O maior gasto concentra-se no setor privado: 56% do total que dirige-se
a menos de 25% da população. Ou seja, é um gasto que não ajuda a fortalecer o
SUS. Nos últimos anos isso piorou, pelas medidas de austeridade fiscal, que
agravaram o subfinanciamento. O Brasil perdeu de 20 a 30 bilhões de reais desde
que, em 2016, foi aprovado o congelamento de gastos
públicos federais. E aí agora, diante situação com a pandemia, não
conseguimos utilizar adequadamente o que temos de bom, e por outro temos uma
rede hospitalar tão precária que depende de doações.

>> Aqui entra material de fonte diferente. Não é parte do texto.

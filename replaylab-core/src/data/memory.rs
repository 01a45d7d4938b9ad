//! In-memory provider serving injected bar tables.

use chrono::{NaiveDate, NaiveTime};
use std::collections::HashMap;

use super::provider::{DataError, DataProvider, Resolution};
use crate::domain::Bar;

/// Serves bars handed to it up front. Resolution is ignored: the tables are
/// returned at whatever spacing they were built with.
#[derive(Debug, Clone, Default)]
pub struct InMemoryProvider {
    tables: HashMap<String, Vec<Bar>>,
}

impl InMemoryProvider {
    pub fn new() -> Self {
        Self::default()
    }

    pub fn with_bars(mut self, symbol: impl Into<String>, bars: Vec<Bar>) -> Self {
        self.tables.insert(symbol.into(), bars);
        self
    }
}

impl DataProvider for InMemoryProvider {
    fn name(&self) -> &str {
        "memory"
    }

    fn history(
        &self,
        symbol: &str,
        start: NaiveDate,
        end: NaiveDate,
        _resolution: Resolution,
    ) -> Result<Vec<Bar>, DataError> {
        let bars = self
            .tables
            .get(symbol)
            .ok_or_else(|| DataError::SymbolNotFound { symbol: symbol.to_string() })?;
        let lo = start.and_time(NaiveTime::MIN);
        let hi = end.and_time(NaiveTime::MIN);
        Ok(bars
            .iter()
            .filter(|b| b.timestamp >= lo && b.timestamp < hi)
            .copied()
            .collect())
    }
}

#[cfg(test)]
mod tests {
    use super::*;

    #[test]
    fn filters_to_half_open_window() {
        let bars: Vec<Bar> = (1..=5)
            .map(|d| {
                let ts = NaiveDate::from_ymd_opt(2024, 1, d)
                    .unwrap()
                    .and_hms_opt(16, 0, 0)
                    .unwrap();
                Bar::new(ts, 1.0, 1.0, 1.0, 1.0)
            })
            .collect();
        let provider = InMemoryProvider::new().with_bars("SPY", bars);
        let got = provider
            .history(
                "SPY",
                NaiveDate::from_ymd_opt(2024, 1, 2).unwrap(),
                NaiveDate::from_ymd_opt(2024, 1, 4).unwrap(),
                Resolution::Daily,
            )
            .unwrap();
        assert_eq!(got.len(), 2);
    }

    #[test]
    fn unknown_symbol_is_an_error() {
        let provider = InMemoryProvider::new();
        let err = provider.history(
            "NOPE",
            NaiveDate::from_ymd_opt(2024, 1, 1).unwrap(),
            NaiveDate::from_ymd_opt(2024, 2, 1).unwrap(),
            Resolution::Minute,
        );
        assert!(matches!(err, Err(DataError::SymbolNotFound { .. })));
    }
}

Pergunta. E a questão da governança? Isso vem de antes do Governo Bolsonaro,
certo?
R. Temos no sistema de saúde com áreas de excelência no SUS. Você pode cair num hospital público e pode ter um excelente atendimento, num Incor, num Hospital de Clínicas da USP [ambos em São Paulo]. Agora, são ilhas. A realidade é que a grande parte dos hospitais não é assim, e a gente está falando de São Paulo. Se formos para o interior do Brasil ou mesmo outras capitais, o problema na atenção hospitalar é ainda maior. A descentralização da gestão do SUS para os municípios, sem organizar adequadamente regiões de saúde, criou problema de governança do sistema, pois as capacidades gerenciais são muito distintas.
Esse
problema é agravado por iniciativas de terceirização que aumentaram a
precarização, pois atribuíram responsabilidade a gestores sem nenhum
compromisso com o SUS. Apesar de haver algumas boas organizações sociais,
existem outras em que o interesse não é produzir saúde. Esse problema
ficou mais evidente com o caso dos
hospitais de campanha do Rio de Janeiro. Tem hospital que é só
tenda, não tem equipamento. Às vezes tem equipamento, mas não tem profissional.

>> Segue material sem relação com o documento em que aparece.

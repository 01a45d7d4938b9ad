//! Criterion benchmarks for ReplayLab hot paths.
//!
//! Benchmarks:
//! 1. Bar event loop (full backtest over a synthetic minute universe)
//! 2. Execution of a single open/close round trip
//! 3. History lookups through the bar index

use chrono::{NaiveDate, NaiveDateTime};
use criterion::{black_box, criterion_group, criterion_main, BenchmarkId, Criterion};

use replaylab_core::data::{BarSeries, DataProvider, MarketData, Resolution, SyntheticProvider};
use replaylab_core::domain::{Bar, Order};
use replaylab_core::engine::{execute, Backtester, EngineConfig};
use replaylab_core::ledger::Ledger;
use replaylab_core::params::{ParamSet, ParamValue};
use replaylab_core::strategies::MovingAverageCross;

// ── Helpers ──────────────────────────────────────────────────────────

fn day(d: u32) -> NaiveDate {
    NaiveDate::from_ymd_opt(2024, 1, d).unwrap()
}

fn ts() -> NaiveDateTime {
    day(2).and_hms_opt(10, 0, 0).unwrap()
}

fn ma_params() -> ParamSet {
    let mut p = ParamSet::new();
    p.insert("fast".into(), ParamValue::Int(10));
    p.insert("slow".into(), ParamValue::Int(30));
    p.insert("allow_short".into(), ParamValue::Bool(true));
    p
}

// ── 1. Event loop ────────────────────────────────────────────────────

fn bench_event_loop(c: &mut Criterion) {
    let mut group = c.benchmark_group("event_loop");
    let provider = SyntheticProvider::new(7).with_volatility(0.004);

    for days in [1u32, 5] {
        let config = EngineConfig::new(
            vec!["SPY".into(), "QQQ".into()],
            day(2),
            day(2 + days),
            100_000.0,
        )
        .with_resolution(Resolution::Minute);
        let bt = Backtester::from_provider(config, &provider).unwrap();
        let params = ma_params();

        group.bench_with_input(BenchmarkId::new("ma_cross", bt.clock().len()), &bt, |b, bt| {
            b.iter(|| bt.run(black_box(&MovingAverageCross), black_box(&params)).unwrap())
        });
    }
    group.finish();
}

// ── 2. Execution ─────────────────────────────────────────────────────

fn bench_execution(c: &mut Criterion) {
    let bar = Bar::new(ts(), 100.0, 101.0, 99.0, 100.5);
    c.bench_function("execute_round_trip", |b| {
        b.iter(|| {
            let mut ledger = Ledger::new(10_000.0);
            execute(&mut ledger, Order::buy("SPY", 0.5), Some(&bar), ts());
            execute(&mut ledger, Order::close("SPY"), Some(&bar), ts());
            black_box(ledger.cash())
        })
    });
}

// ── 3. History lookups ───────────────────────────────────────────────

fn bench_history(c: &mut Criterion) {
    let bars = SyntheticProvider::new(3)
        .history("SPY", day(2), day(12), Resolution::Minute)
        .unwrap();
    let probe = bars[bars.len() / 2].timestamp;
    let series = BarSeries::new(bars.clone()).unwrap();
    let market = MarketData::new().with_symbol("SPY", bars).unwrap();

    c.bench_function("series_up_to_lookback_30", |b| {
        b.iter(|| black_box(series.up_to(black_box(probe), Some(30)).len()))
    });
    c.bench_function("market_clock", |b| b.iter(|| black_box(market.clock().len())));
}

criterion_group!(benches, bench_event_loop, bench_execution, bench_history);
criterion_main!(benches);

Ao mesmo tempo tem um número grande de leitos em hospitais públicos que estão
fechados: tem estrutura, mas não tem pessoal. E tem leitos privados ociosos:
uma alternativa poderia ser o poder público contratar leito privado e pagar
adequadamente para isso. Seria mais econômico do que montar hospital de campanha.
Pergunta. E como vê a situação nos Estados e municípios?
R. Os problemas na coordenação nacional afetaram a capacidade de resposta de governos estaduais e municipais. Entretanto, apesar dos problemas, o SUS conseguiu abrir mais de 7.000 novos leitos de UTI em grande medida por iniciativa de Estados e municípios. Tem alguns Estados e municípios fazendo um bom trabalho técnico, mas vemos que infelizmente predomina a falta de capacidade de planejamento e gestão. Só para dar um exemplo do problema da governança do sistema de saúde brasileiro, em vários Estados já houve troca de secretários.
O Acre já mudou duas vezes, Amazonas duas vezes,
Amapá duas vezes, Rio de Janeiro duas vezes, Distrito Federal uma vez, Minas
Gerais uma vez, Paraíba uma vez, Roraima cinco vezes, Santa Catarina uma vez,
Sergipe uma vez, Tocantins uma vez. Estamos no terceiro ministro da saúde desde
o começo da pandemia. Como governar um sistema de saúde com tanta troca? Isso
expõe fragilidades que precisarão ser enfrentadas se quisermos ter melhor
capacidade de defesa a desafios como a pandemia da covid-19 nos apresenta.
EM TEMPO: A política do desgoverno Bolsonaro é a de sucatear os serviços públicos, inclusive o SUS, para privatizá-los. Agora durmam com essa bronca ou levem o Bolsonaro para terminar de criá-lo, pois esse foi escolhido "a dedo" para destruir o Brasil aqui e no exterior.